Put simply, you tell Dial() what channel12 you want to send the call out to, and set a few options to tweak the behavior. The use of Dial() can get complex, but at its most basic, it’s that simple.

Argument 1: destination

The first argument is the destination you’re attempting to call, which (in its simplest form) is made up of a technology (or transport) across which to make the call, a forward slash, and the address of the remote endpoint or resource.

Note

These days, you’re most likely to be using PJSIP as your channel type, but in the not-too-distant past, common technology types also included DAHDI (for analog and T1/E1/J1 channels), the old SIP channel (prior to PJSIP), and IAX2.13 If you’re looking at an older dialplan, you may see some of these other protocols represented. Going forward, only PJSIP and DAHDI are recommended and maintained.

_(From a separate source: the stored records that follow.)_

pub mod backends;
pub mod config;
pub mod core;

pub use config::{BACKEND_ENV, Backend, CHANNEL_CAPACITY_ENV, DecoderConfig};
pub use core::{
    BlockingFrames, DynFrameProvider, FrameCursor, FrameError, FrameResult, FrameStream,
    FrameStreamProvider, LumaFrame, VideoMetadata, spawn_stream_from_channel,
};
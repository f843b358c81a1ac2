use subtitle_extract_types::Quad;

use crate::error::OcrError;
use crate::request::OcrRequest;
use crate::response::OcrResponse;

/// Finds text boxes without reading them.
pub trait TextDetector: Send + Sync {
    fn name(&self) -> &'static str;

    fn detect(&self, request: &OcrRequest<'_>) -> Result<Vec<Quad>, OcrError>;
}

/// Detects and reads every text line in a frame.
pub trait OcrEngine: Send + Sync {
    fn name(&self) -> &'static str;

    fn warm_up(&self) -> Result<(), OcrError> {
        Ok(())
    }

    fn recognize(&self, request: &OcrRequest<'_>) -> Result<OcrResponse, OcrError>;
}

/// Engine that never finds any text.
#[derive(Debug, Default)]
pub struct NoopOcrEngine;

impl OcrEngine for NoopOcrEngine {
    fn name(&self) -> &'static str {
        "noop"
    }

    fn recognize(&self, _: &OcrRequest<'_>) -> Result<OcrResponse, OcrError> {
        Ok(OcrResponse::empty())
    }
}

impl TextDetector for NoopOcrEngine {
    fn name(&self) -> &'static str {
        "noop"
    }

    fn detect(&self, _: &OcrRequest<'_>) -> Result<Vec<Quad>, OcrError> {
        Ok(Vec::new())
    }
}
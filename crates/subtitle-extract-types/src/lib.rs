//! Shared domain models for the subtitle-extract workspace.
//!
//! This crate holds the lightweight values passed between the decoder, the
//! OCR engine boundary and the reconstruction pipeline. Keep it free of
//! platform-specific dependencies so every crate can depend on it.

mod frame;
mod geometry;
mod record;

pub use frame::{FrameError, FrameResult, LumaFrame};
pub use geometry::{Coordinate, ParseCoordinateError, Point, Quad, Tolerance};
pub use record::{BandCandidate, CueCandidate, Observation, RegionCandidate};
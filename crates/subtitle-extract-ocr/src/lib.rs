mod engine;
mod error;
mod plane;
mod replay;
mod request;
mod response;

pub use engine::{NoopOcrEngine, OcrEngine, TextDetector};
pub use error::OcrError;
pub use plane::LumaPlane;
pub use replay::ReplayOcrEngine;
pub use request::OcrRequest;
pub use response::{OcrResponse, OcrText};
use subtitle_extract_types::{Coordinate, Tolerance};
use tracing::debug;

use crate::rawlog::RawLog;

/// One pass that rewrites every coordinate to the last coordinate in the
/// list that is similar to it, scanning the list as it is being rewritten.
/// Returns whether anything changed.
///
/// Earlier rewrites are visible to later ones, so the representative of a
/// cluster can drift while the scan runs.
fn unify_pass(coordinates: &mut [Coordinate], tolerance: Tolerance) -> bool {
    let mut changed = false;
    for index in 0..coordinates.len() {
        let current = coordinates[index];
        if let Some(last_similar) = coordinates
            .iter()
            .rev()
            .find(|candidate| current.is_similar(candidate, tolerance))
        {
            changed |= *last_similar != current;
            coordinates[index] = *last_similar;
        }
    }
    changed
}

/// Repeats [`unify_pass`] until the list stops changing, so chained clusters
/// collapse onto one representative and a second call is a no-op.
pub fn unify_coordinates(coordinates: &mut [Coordinate], tolerance: Tolerance) {
    let mut passes = 0;
    while unify_pass(coordinates, tolerance) {
        passes += 1;
        if passes > coordinates.len() {
            debug!(passes, "coordinate rewrite did not settle");
            break;
        }
    }
}

/// Applies [`unify_coordinates`] to the log and returns how many coordinates changed.
pub fn normalize_log(log: &mut RawLog, tolerance: Tolerance) -> usize {
    let mut coordinates = log.coordinates();
    unify_coordinates(&mut coordinates, tolerance);
    let mut changed = 0;
    for (observation, coordinate) in log.observations_mut().iter_mut().zip(coordinates) {
        if observation.coordinate != coordinate {
            observation.coordinate = coordinate;
            changed += 1;
        }
    }
    debug!(changed, total = log.len(), "normalized coordinates");
    changed
}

Let’s assume that we want to call one of our PJSIP channels named SOFTPHONE_B. The technology is PJSIP, and the resource (or channel) identifier is SOFTPHONE_B. Similarly, a call to a DAHDI device (defined in chan_dahdi.conf) might have a destination of DAHDI/14169671111. If we wanted Asterisk to ring the PJSIP/SOFTPHONE_B channel when extension 103 is reached in the dialplan, we’d add the following extension:

exten => 101,1,Dial(PJSIP/SOFTPHONE_A)

exten => 103,1,Dial(PJSIP/SOFTPHONE_B)

exten => 200,1,Answer()

We can also dial multiple channels at the same time, by concatenating the destinations with an ampersand (&), like this:

exten => 101,1,Dial(PJSIP/SOFTPHONE_A)

exten => 103,1,Dial(PJSIP/SOFTPHONE_B)

exten => 110,1,Dial(PJSIP/0000f30A0A01&PJSIP/SOFTPHONE_A&PJSIP/SOFTPHONE_B)

exten => 200,1,Answer()

The Dial() application will ring all of the specified destinations simultaneously, and bridge the inbound call with whichever destination channel answers first (the other channels will immediately stop ringing). If the Dial() application can’t contact any of the destinations, Asterisk will set a variable called DIALSTATUS with the reason that it couldn’t dial the destinations, and continue with the next priority in the extension.14

The Dial() application also allows you to connect to a remote VoIP endpoint not previously defined in one of the channel configuration files. The full syntax is:

Dial(technology/user[:password]@remote_host[:port][/remote_extension])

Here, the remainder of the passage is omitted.